19 April 2001
By Jill Treanor
Winston Churchill was prime minister when Sir Brian Pitman started a lifetime's service with the same bank. Winston Churchill was prime minister, presiding over a nation in mourning for King George VI, Cary Grant was filling cinemas with his performance in High Noon, while Gene Kelly was Singing in the Rain.
The year was 1952 and the rationing of food introduced during the second world war was still in place as a young Gloucestershire lad, fresh from his local grammar school, started his first job. A keen trombonist and avid sportsman, the youthful Brian Pitman was joining Lloyds, the bank to which he devoted 49 years of uninterrupted service before retiring yesterday after 14 years as chief executive and four years as chairman.
Times have changed. 'When I joined the bank, everything was handwritten, the ledgers, everything. Now it's done at the press of the button,' he said yesterday as he presided over his last annual general meeting.
Refusing to admit to any sense of nostalgia, Sir Brian - knighted in 1994 -said yesterday: ' I'm feeling great. I'm looking forward not back. I've had a great time. It's been a ball.'
To a certain extent it is hard to disagree with the 69 year old, whose accent still holds traces of his Gloucestershire roots. Something of the godfather of the banking industry , Sir Brian has steered Lloyds through an historic journey, enjoying enormous successes interspersed with embarrassing failures.
Among the successes was getting out of investment banking before it became unfashionable and earning a reputation as a deal doer. It was Sir Brian who snapped up Cheltenham & Gloucester, the building society with its roots in his home region, before it was fashionable for building societies to give up their mutuality. He sealed the takeover of Trustee Saving Bank to create the current bank - Lloyds TSB.

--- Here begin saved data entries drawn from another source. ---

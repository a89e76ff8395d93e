use std::fmt::Display;

use chrono::{DateTime, Utc};
use serde::Serialize;

use crate::shared::geo::{Distance, Speed};

/// Whole minutes, the unit every ETA is shown in.
#[derive(Debug, Clone, Copy, Default, PartialEq, Eq, PartialOrd, Ord, Serialize)]
pub struct Minutes(u32);

impl From<u32> for Minutes {
    fn from(value: u32) -> Self {
        Self(value)
    }
}

impl Display for Minutes {
    fn fmt(&self, f: &mut std::fmt::Formatter<'_>) -> std::fmt::Result {
        f.write_fmt(format_args!("{} mins", self.0))
    }
}

impl Minutes {
    pub const fn new(minutes: u32) -> Self {
        Self(minutes)
    }

    pub const fn get(&self) -> u32 {
        self.0
    }

    /// Straight-line travel time, rounded to the nearest minute.
    /// Returns `None` if the speed is zero, negative or not finite.
    pub fn from_travel(distance: Distance, speed: Speed) -> Option<Self> {
        if !speed.is_usable() {
            return None;
        }
        let minutes = (distance.as_kilometers() / speed.as_kmh() * 60.0).round();
        if minutes.is_finite() && minutes >= 0.0 {
            Some(Self(minutes.min(u32::MAX as f64) as u32))
        } else {
            None
        }
    }
}

/// Point in time a snapshot was taken.
#[derive(Debug, Clone, Copy, PartialEq, Eq, PartialOrd, Ord, Serialize)]
pub struct Timestamp(DateTime<Utc>);

impl Default for Timestamp {
    fn default() -> Self {
        Self::now()
    }
}

impl From<DateTime<Utc>> for Timestamp {
    fn from(value: DateTime<Utc>) -> Self {
        Self(value)
    }
}

impl Timestamp {
    pub fn now() -> Self {
        Self(Utc::now())
    }

    pub fn as_datetime(&self) -> DateTime<Utc> {
        self.0
    }

    pub fn seconds_since(&self, now: Timestamp) -> i64 {
        (now.0 - self.0).num_seconds()
    }

    pub fn elapsed_seconds(&self) -> i64 {
        self.seconds_since(Self::now())
    }
}

#[test]
fn travel_minutes_test() {
    let minutes = Minutes::from_travel(Distance::from_kilometers(5.0), Speed::from_kmh(50.0));
    assert_eq!(minutes, Some(Minutes::new(6)));
}

#[test]
fn travel_minutes_zero_speed_test() {
    let minutes = Minutes::from_travel(Distance::from_kilometers(5.0), Speed::from_kmh(0.0));
    assert_eq!(minutes, None);
}

#[test]
fn minutes_display_test() {
    assert_eq!(Minutes::new(12).to_string(), "12 mins");
}
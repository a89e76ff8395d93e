use crate::feed::Feed;
use busline::prelude::*;

pub struct AppState {
    pub fleet: Feed<Repository>,
    pub seats: Feed<SeatCounts>,
    pub policy: EtaPolicy,
}

impl AppState {
    pub fn new() -> Self {
        Self {
            fleet: Feed::new(Repository::new()),
            seats: Feed::new(SeatCounts::new()),
            policy: EtaPolicy::default(),
        }
    }

    /// A board over the latest snapshots, for one request.
    pub fn board(&self) -> Board {
        Board::new(self.fleet.latest(), self.seats.latest()).with_policy(self.policy)
    }
}
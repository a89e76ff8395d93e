use busline::prelude::*;
use serde::Serialize;

#[derive(Debug, Clone, Serialize)]
pub struct BusDto {
    pub id: String,
    pub name: String,
    pub number: Option<String>,
    pub route: Option<String>,
    pub starting_point: Option<String>,
    pub ending_point: Option<String>,
    pub departure_time: Option<String>,
    pub status: BusStatus,
    pub occupancy: Option<String>,
    pub coordinate: Option<Coordinate>,
    pub distance_km: Option<f64>,
    pub eta: Option<Eta>,
    pub eta_label: String,
    pub seats: SeatAvailability,
}

impl BusDto {
    pub fn from(ranked: &RankedBus) -> Self {
        let bus = ranked.bus;
        Self {
            id: bus.id.to_string(),
            name: bus.name.to_string(),
            number: bus.number.as_deref().map(str::to_string),
            route: bus.route.as_deref().map(str::to_string),
            starting_point: bus.starting_point.as_deref().map(str::to_string),
            ending_point: bus.ending_point.as_deref().map(str::to_string),
            departure_time: bus.departure_time.as_deref().map(str::to_string),
            status: bus.status,
            occupancy: bus.occupancy.as_deref().map(str::to_string),
            coordinate: bus.coordinate,
            distance_km: ranked.distance.map(|d| d.as_kilometers()),
            eta: ranked.eta,
            eta_label: ranked.label().to_string(),
            seats: ranked.seats,
        }
    }
}

#[derive(Debug, Clone, Serialize)]
pub struct DeparturesDto {
    /// Set when no device position was available.
    pub degraded: bool,
    pub location_error: Option<String>,
    pub buses: Vec<BusDto>,
}

#[derive(Debug, Clone, Serialize)]
pub struct TrackingDto {
    pub id: String,
    pub name: String,
    pub coordinate: Option<Coordinate>,
    pub distance_km: Option<f64>,
    pub distance_label: Option<String>,
    pub eta: Option<Eta>,
    pub eta_label: String,
    /// Bus is inside the alert radius on this request. Requests are
    /// stateless, firing the alert once per trip is left to the client.
    pub within_alert_radius: bool,
}

impl TrackingDto {
    pub fn from(tracking: &Tracking) -> Self {
        Self {
            id: tracking.bus_id.to_string(),
            name: tracking.bus_name.to_string(),
            coordinate: tracking.coordinate,
            distance_km: tracking.distance.map(|d| d.as_kilometers()),
            distance_label: tracking.distance.map(|d| d.to_string()),
            eta: tracking.eta,
            eta_label: EtaLabel(tracking.eta).to_string(),
            within_alert_radius: tracking.alert,
        }
    }
}

#[test]
fn tracking_reports_alert_radius_test() {
    let tracking = Tracking {
        bus_id: "bus-1".into(),
        bus_name: "Express".into(),
        coordinate: Some(Coordinate::from((40.0, -74.0))),
        distance: Some(Distance::from_meters(150.0)),
        eta: Some(Eta::Minutes(2.into())),
        alert: true,
    };
    let value = serde_json::to_value(TrackingDto::from(&tracking)).unwrap();
    assert_eq!(value["within_alert_radius"], serde_json::Value::Bool(true));
    assert_eq!(value["distance_label"], "0.15 km");
    assert_eq!(value["eta_label"], "ETA: 2 mins");
    assert!(value.get("alert").is_none());
}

More recently, as chairman, he presided over the takeover of another mutual -Scottish Widows - although to a rather less rapturous applause than previously. Among the failures were the deals he missed, notably the takeover of Standard Chartered in 1986 and Midland in 1992. This was a legacy that had almost been forgotten by a newer generation in the City before being reawakened by the bank's current plight - the attempted takeover of Abbey National, currently in limbo because of a competition investigation.
Even Sir Brian cannot escape the schadenfreude of some who have taken to pinning the blame for the bank's current predicament on his fight to cut costs during the 1990s - which earned the bank an almost iconoclastic status in the City -instead of investing for growth.

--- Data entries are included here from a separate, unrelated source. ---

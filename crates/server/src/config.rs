use std::{env, str::FromStr, time::Duration};
use thiserror::Error;

const DEFAULT_PORT: u16 = 3000;
const DEFAULT_FLEET_POLL_SECS: u64 = 60;
const DEFAULT_SEATS_POLL_SECS: u64 = 5;

#[derive(Error, Debug)]
pub enum Error {
    #[error("Missing store location, pass a directory, a zip or a url")]
    MissingStore,
    #[error("Invalid value {value:?} for {name}")]
    Invalid { name: &'static str, value: String },
}

#[derive(Debug, Clone)]
pub struct Config {
    /// Directory, `.zip` export or `http(s)://` base url.
    pub store: String,
    pub port: u16,
    pub fleet_interval: Duration,
    pub seats_interval: Duration,
}

impl Config {
    /// Store location from the first argument or `BUSLINE_STORE`, the rest
    /// from `PORT`, `FLEET_POLL_SECS` and `SEATS_POLL_SECS`.
    pub fn from_env() -> Result<Self, self::Error> {
        let store = env::args()
            .nth(1)
            .or_else(|| env::var("BUSLINE_STORE").ok())
            .ok_or(self::Error::MissingStore)?;
        Ok(Self {
            store,
            port: var_or("PORT", DEFAULT_PORT)?,
            fleet_interval: interval_or("FLEET_POLL_SECS", DEFAULT_FLEET_POLL_SECS)?,
            seats_interval: interval_or("SEATS_POLL_SECS", DEFAULT_SEATS_POLL_SECS)?,
        })
    }
}

fn var_or<T: FromStr>(name: &'static str, default: T) -> Result<T, self::Error> {
    parse_or(name, env::var(name).ok(), default)
}

fn interval_or(name: &'static str, default: u64) -> Result<Duration, self::Error> {
    parse_interval(name, env::var(name).ok(), default)
}

fn parse_or<T: FromStr>(
    name: &'static str,
    value: Option<String>,
    default: T,
) -> Result<T, self::Error> {
    match value {
        Some(value) => value
            .trim()
            .parse()
            .map_err(|_| self::Error::Invalid { name, value }),
        None => Ok(default),
    }
}

/// Whole seconds between refreshes. Zero is rejected, a refresh loop needs a
/// non-zero period.
fn parse_interval(
    name: &'static str,
    value: Option<String>,
    default: u64,
) -> Result<Duration, self::Error> {
    match parse_or(name, value.clone(), default)? {
        0 => Err(self::Error::Invalid {
            name,
            value: value.unwrap_or_default(),
        }),
        secs => Ok(Duration::from_secs(secs)),
    }
}
use std::{cmp::Ordering, collections::HashMap, sync::Arc};

mod models;
pub use models::*;
use rayon::prelude::*;
use tracing::{debug, warn};

use crate::{
    eta::{EtaPolicy, RankedBus, Tracking, rank_buses},
    shared::{self, LocalityDescriptor, geo::Coordinate, time::Timestamp},
    store::{self, BusDocument, DocumentStore, SeatDocument, StopDocument},
};

type IdToIndex = HashMap<Arc<str>, usize>;

/// One refresh worth of buses and stops. Built once, then only read.
#[derive(Debug, Clone, Default)]
pub struct Repository {
    pub buses: Box<[Bus]>,
    pub stops: Box<[Stop]>,

    bus_lookup: Arc<IdToIndex>,
    bus_number_lookup: Arc<IdToIndex>,
    stop_lookup: Arc<IdToIndex>,
    fetched_at: Option<Timestamp>,
}

impl Repository {
    pub fn new() -> Self {
        Default::default()
    }

    /// Reads buses and stops from the store.
    /// Documents that can not be decoded are logged and left out.
    pub fn with_store<S>(self, store: &S, config: &store::Config) -> Result<Self, store::Error>
    where
        S: DocumentStore + ?Sized,
    {
        let buses = load::<BusDocument, Bus, S>(store, &config.buses_collection)?;
        let stops = load::<StopDocument, Stop, S>(store, &config.stops_collection)?;
        debug!("Loaded {} buses and {} stops", buses.len(), stops.len());
        Ok(self
            .with_buses(buses)
            .with_stops(stops)
            .fetched_at(Timestamp::now()))
    }

    pub fn with_buses(mut self, buses: Vec<Bus>) -> Self {
        let mut bus_lookup: IdToIndex = HashMap::new();
        let mut bus_number_lookup: IdToIndex = HashMap::new();
        let mut values: Vec<Bus> = Vec::with_capacity(buses.len());
        for mut bus in buses {
            if bus_lookup.contains_key(&bus.id) {
                warn!("Skipping duplicate bus {}", bus.id);
                continue;
            }
            let i = values.len();
            bus.index = i as u32;
            bus_lookup.insert(bus.id.clone(), i);
            if let Some(number) = &bus.number {
                bus_number_lookup.entry(number.clone()).or_insert(i);
            }
            values.push(bus);
        }
        self.buses = values.into();
        self.bus_lookup = bus_lookup.into();
        self.bus_number_lookup = bus_number_lookup.into();
        self
    }

    pub fn with_stops(mut self, stops: Vec<Stop>) -> Self {
        let mut stop_lookup: IdToIndex = HashMap::new();
        let mut values: Vec<Stop> = Vec::with_capacity(stops.len());
        for mut stop in stops {
            if stop_lookup.contains_key(&stop.id) {
                warn!("Skipping duplicate stop {}", stop.id);
                continue;
            }
            let i = values.len();
            stop.index = i as u32;
            stop_lookup.insert(stop.id.clone(), i);
            values.push(stop);
        }
        self.stops = values.into();
        self.stop_lookup = stop_lookup.into();
        self
    }

    pub fn fetched_at(mut self, timestamp: Timestamp) -> Self {
        self.fetched_at = Some(timestamp);
        self
    }

    /// When the data was read from the store, `None` for a repository built by hand.
    pub fn timestamp(&self) -> Option<Timestamp> {
        self.fetched_at
    }

    /// Get a bus with the given document id.
    pub fn bus_by_id(&self, id: &str) -> Option<&Bus> {
        let index = self.bus_lookup.get(id)?;
        Some(&self.buses[*index])
    }

    /// Get the bus registered under a fleet number.
    /// If several buses share the number the first one loaded is returned.
    pub fn bus_by_number(&self, number: &str) -> Option<&Bus> {
        let index = self.bus_number_lookup.get(number.trim())?;
        Some(&self.buses[*index])
    }

    pub fn stop_by_id(&self, id: &str) -> Option<&Stop> {
        let index = self.stop_lookup.get(id)?;
        Some(&self.stops[*index])
    }

    /// Buses whose declared route passes through the locality.
    pub fn buses_by_locality(&self, locality: &LocalityDescriptor) -> Vec<&Bus> {
        shared::filter_by_locality(&self.buses, locality)
    }

    /// Buses ordered by arrival at `user`. With a locality only the buses
    /// serving it are kept, without one every bus is ranked.
    pub fn departures(
        &self,
        user: Option<&Coordinate>,
        locality: Option<&LocalityDescriptor>,
        policy: &EtaPolicy,
        seats: &SeatCounts,
    ) -> Vec<RankedBus<'_>> {
        let buses = match locality {
            Some(locality) => self.buses_by_locality(locality),
            None => self.buses.iter().collect(),
        };
        rank_buses(&buses, user, policy, seats)
    }

    /// Every stop by distance from `user`, closest first.
    /// Stops without a usable position come last in their stored order.
    pub fn stops_by_distance(&self, user: Option<&Coordinate>) -> Vec<NearbyStop<'_>> {
        let mut stops: Vec<NearbyStop> = self
            .stops
            .par_iter()
            .map(|stop| NearbyStop {
                stop,
                distance: user
                    .zip(stop.coordinate.as_ref())
                    .and_then(|(a, b)| a.distance(b)),
            })
            .collect();
        stops.par_sort_by(|a, b| match (a.distance, b.distance) {
            (Some(a), Some(b)) => a.partial_cmp(&b).unwrap_or(Ordering::Equal),
            (Some(_), None) => Ordering::Less,
            (None, Some(_)) => Ordering::Greater,
            (None, None) => Ordering::Equal,
        });
        stops
    }

    /// Distance and ETA of a single bus.
    pub fn track(
        &self,
        bus_id: &str,
        user: Option<&Coordinate>,
        policy: &EtaPolicy,
    ) -> Option<Tracking> {
        let bus = self.bus_by_id(bus_id)?;
        let distance = user
            .zip(bus.coordinate.as_ref())
            .and_then(|(a, b)| a.distance(b));
        Some(Tracking {
            bus_id: bus.id.clone(),
            bus_name: bus.name.clone(),
            coordinate: bus.coordinate,
            distance,
            eta: policy.estimate(distance, bus.speed),
            alert: policy.within_alert(distance),
        })
    }
}

/// Reads the `buses_seat` collection.
/// Documents that can not be decoded are logged and left out.
pub fn seat_counts_from_store<S>(
    store: &S,
    config: &store::Config,
) -> Result<SeatCounts, store::Error>
where
    S: DocumentStore + ?Sized,
{
    let entries: Vec<(Arc<str>, u32)> =
        load::<SeatDocument, (Arc<str>, u32), S>(store, &config.seats_collection)?;
    Ok(entries.into_iter().collect())
}

fn load<D, T, S>(store: &S, collection: &str) -> Result<Vec<T>, store::Error>
where
    D: serde::de::DeserializeOwned,
    T: TryFrom<D, Error = store::Error>,
    S: DocumentStore + ?Sized,
{
    let docs = store.collection(collection)?;
    Ok(docs
        .into_iter()
        .filter_map(|doc| {
            match store::decode::<D>(collection, doc).and_then(T::try_from) {
                Ok(value) => Some(value),
                Err(err) => {
                    warn!("Skipping document: {err}");
                    None
                }
            }
        })
        .collect())
}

This is why some City sources believe Lloyds TSB was left searching for another takeover target - in this case Abbey.
With its ambitions to take over Abbey outside the bank's control, and a promised European tie-up still eluding the bank, Sir Brian repeats his mantra that mergers across the financial services industry are only a matter of time.

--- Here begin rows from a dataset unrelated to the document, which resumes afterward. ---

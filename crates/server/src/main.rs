mod api;
mod config;
mod dto;
mod feed;
mod poller;
mod source;
mod state;

use crate::{config::Config, poller::PeriodicTask, source::Source, state::AppState};
use axum::routing::get;
use busline::store;
use std::{sync::Arc, time::Instant};
use tracing::{error, info};

#[tokio::main]
async fn main() {
    tracing_subscriber::fmt().init();

    info!("Starting server...");
    let config = match Config::from_env() {
        Ok(config) => config,
        Err(err) => {
            error!("{err}");
            std::process::exit(1);
        }
    };
    let source = match Source::open(&config.store) {
        Ok(source) => source,
        Err(err) => {
            error!("Could not open store {}: {err}", config.store);
            std::process::exit(1);
        }
    };
    let collections = Arc::new(store::Config::default());
    let state = Arc::new(AppState::new());

    info!("Loading data...");
    let now = Instant::now();
    match source.repository(collections.clone()).await {
        Ok(repository) => {
            info!(
                "Loaded {} buses and {} stops",
                repository.buses.len(),
                repository.stops.len()
            );
            state.fleet.publish(repository);
        }
        Err(err) => error!("Initial load failed, serving empty fleet: {err}"),
    }
    info!("Loading data took {:?}", now.elapsed());

    let fleet = {
        let source = source.clone();
        let collections = collections.clone();
        PeriodicTask::start(
            "fleet",
            config.fleet_interval,
            state.fleet.clone(),
            move || {
                let source = source.clone();
                let collections = collections.clone();
                async move { source.repository(collections).await }
            },
        )
    };
    let seats = {
        let source = source.clone();
        let collections = collections.clone();
        PeriodicTask::start(
            "seats",
            config.seats_interval,
            state.seats.clone(),
            move || {
                let source = source.clone();
                let collections = collections.clone();
                async move { source.seat_counts(collections).await }
            },
        )
    };

    let app = axum::Router::new()
        .route("/buses", get(api::buses))
        .route("/buses/{id}", get(api::bus))
        .route("/stops", get(api::stops))
        .route("/age", get(api::age))
        .with_state(state);
    let listener = match tokio::net::TcpListener::bind(format!("0.0.0.0:{}", config.port)).await {
        Ok(listener) => listener,
        Err(err) => {
            error!("Could not bind port {}: {err}", config.port);
            std::process::exit(1);
        }
    };
    info!("Listening to port {}", config.port);
    if let Err(err) = axum::serve(listener, app)
        .with_graceful_shutdown(shutdown_signal())
        .await
    {
        error!("Server error: {err}");
    }

    info!("Shutting down...");
    fleet.stop().await;
    seats.stop().await;
}

async fn shutdown_signal() {
    if let Err(err) = tokio::signal::ctrl_c().await {
        error!("Could not listen for shutdown signal: {err}");
    }
}
use std::{cmp::Ordering, fmt::Display};

use rayon::prelude::*;

use crate::{
    eta::{Eta, EtaPolicy},
    repository::{Bus, SeatAvailability, SeatCounts},
    shared::geo::{Coordinate, Distance},
};

/// Anything that can be ordered by arrival time.
pub trait Ranked {
    fn eta(&self) -> Option<Eta>;
}

impl Ranked for Option<Eta> {
    fn eta(&self) -> Option<Eta> {
        *self
    }
}

/// A bus with its distance and arrival estimate for the current refresh.
#[derive(Debug, Clone, Copy)]
pub struct RankedBus<'a> {
    pub bus: &'a Bus,
    pub distance: Option<Distance>,
    pub eta: Option<Eta>,
    pub seats: SeatAvailability,
}

impl Ranked for RankedBus<'_> {
    fn eta(&self) -> Option<Eta> {
        self.eta
    }
}

impl RankedBus<'_> {
    pub fn label(&self) -> EtaLabel {
        EtaLabel(self.eta)
    }
}

/// The ETA line shown under a bus.
#[derive(Debug, Clone, Copy, PartialEq, Eq)]
pub struct EtaLabel(pub Option<Eta>);

impl Display for EtaLabel {
    fn fmt(&self, f: &mut std::fmt::Formatter<'_>) -> std::fmt::Result {
        match self.0 {
            Some(Eta::Arrived) => f.write_str("Bus Arrived"),
            Some(Eta::Minutes(minutes)) => f.write_fmt(format_args!("ETA: {minutes}")),
            None => f.write_str("ETA: Not available"),
        }
    }
}

/// Earliest arrival first. Entities without an ETA go last, and equal keys
/// keep their input order.
pub fn rank_by_eta<T>(mut entities: Vec<T>) -> Vec<T>
where
    T: Ranked + Send,
{
    entities.par_sort_by(|a, b| compare_eta(a.eta(), b.eta()));
    entities
}

fn compare_eta(a: Option<Eta>, b: Option<Eta>) -> Ordering {
    match (a, b) {
        (Some(a), Some(b)) => a.cmp(&b),
        (Some(_), None) => Ordering::Less,
        (None, Some(_)) => Ordering::Greater,
        (None, None) => Ordering::Equal,
    }
}

/// Computes distance, ETA and free seats for every bus, then ranks them.
/// Without a device position every ETA is absent and the input order is kept.
pub fn rank_buses<'a>(
    buses: &[&'a Bus],
    user: Option<&Coordinate>,
    policy: &EtaPolicy,
    seats: &SeatCounts,
) -> Vec<RankedBus<'a>> {
    let ranked: Vec<RankedBus<'a>> = buses
        .par_iter()
        .map(|&bus| {
            let distance = user
                .zip(bus.coordinate.as_ref())
                .and_then(|(a, b)| a.distance(b));
            RankedBus {
                bus,
                distance,
                eta: policy.estimate(distance, bus.speed),
                seats: seats.availability(bus),
            }
        })
        .collect();
    rank_by_eta(ranked)
}

#[test]
fn absent_eta_sorts_last_test() {
    let ranked = rank_by_eta(vec![
        None,
        Some(Eta::Minutes(9.into())),
        Some(Eta::Arrived),
    ]);
    assert_eq!(
        ranked,
        vec![Some(Eta::Arrived), Some(Eta::Minutes(9.into())), None]
    );
}

#[test]
fn label_test() {
    assert_eq!(EtaLabel(Some(Eta::Arrived)).to_string(), "Bus Arrived");
    assert_eq!(
        EtaLabel(Some(Eta::Minutes(6.into()))).to_string(),
        "ETA: 6 mins"
    );
    assert_eq!(EtaLabel(None).to_string(), "ETA: Not available");
}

"Some business being put on [by our rivals] is not earning the cost of capital," he said. His one prediction for the future of banking is that customers will soon have to start paying for what they get.
People often ask why people don't move their bank accounts. It's because bank accounts are free. You can't get a price lower than free. This means that in the future there'll be steady elimination of cross subsidisation where you get so much free' he said.
Technology is the biggest single thing that has changed his half century at work.' It revolutionised the way we can do business. "It will go on being important. The challenge will be how to provide a personal service in a digital age - how do we get that individual services. Those who can do it, whether selling airline services or banking, will win," he said.
Lloyds experience with technology has been mixed. Its plan for an internet bank, Evolve, has only seen the light of day in Spain, although the branches which were at the core of the business when Sir Brian started out have now been complemented by cash machines and telephones.
His personal experience is also varied. He is not thought to be keen on email, yet is on the board of one of the brightest companies of the new economy age -Carphone Warehouse.
He is also non-executive chairman of the retailing doyenne Next, troubled engineer Tomkins and Carlton Communications. Vastly different businesses? Not so, he said. 'At Carphone Warehouse, the key is its service. What distinguishes Next is outstanding service.'
This is also, partly, where ailing retailer Marks & Spencer's problems lie. 'It's the product and service that make the brand. If ever the was an example of the brand, M&S was one. It applies to every business - it's the product and service that make the brand,' he said.
Just like banking, he said. That too is about customer service and even as he retires from Lloyds he is not severing all ties with banking and the City. He will join US investment bank Morgan Stanley after what he jokingly calls a period of 'quarantine' and is already practiced at discussing 'ladies' blouses' because of his role at Next and the latest gadgetry in mobile phones.
Although he has avoided accusations of fat cattery faced by many executives of leading companies, he leaves Lloyds with last year's pay of £488,000 and some 2.5m shares in addition to his pension.
Yet, he will not be taking much time to rest. Tomorrow he will announce anew venture with McKinsey management consultants in the insurance business. It is not until Saturday that he intends to hit the place more associated with retirement- the golf course.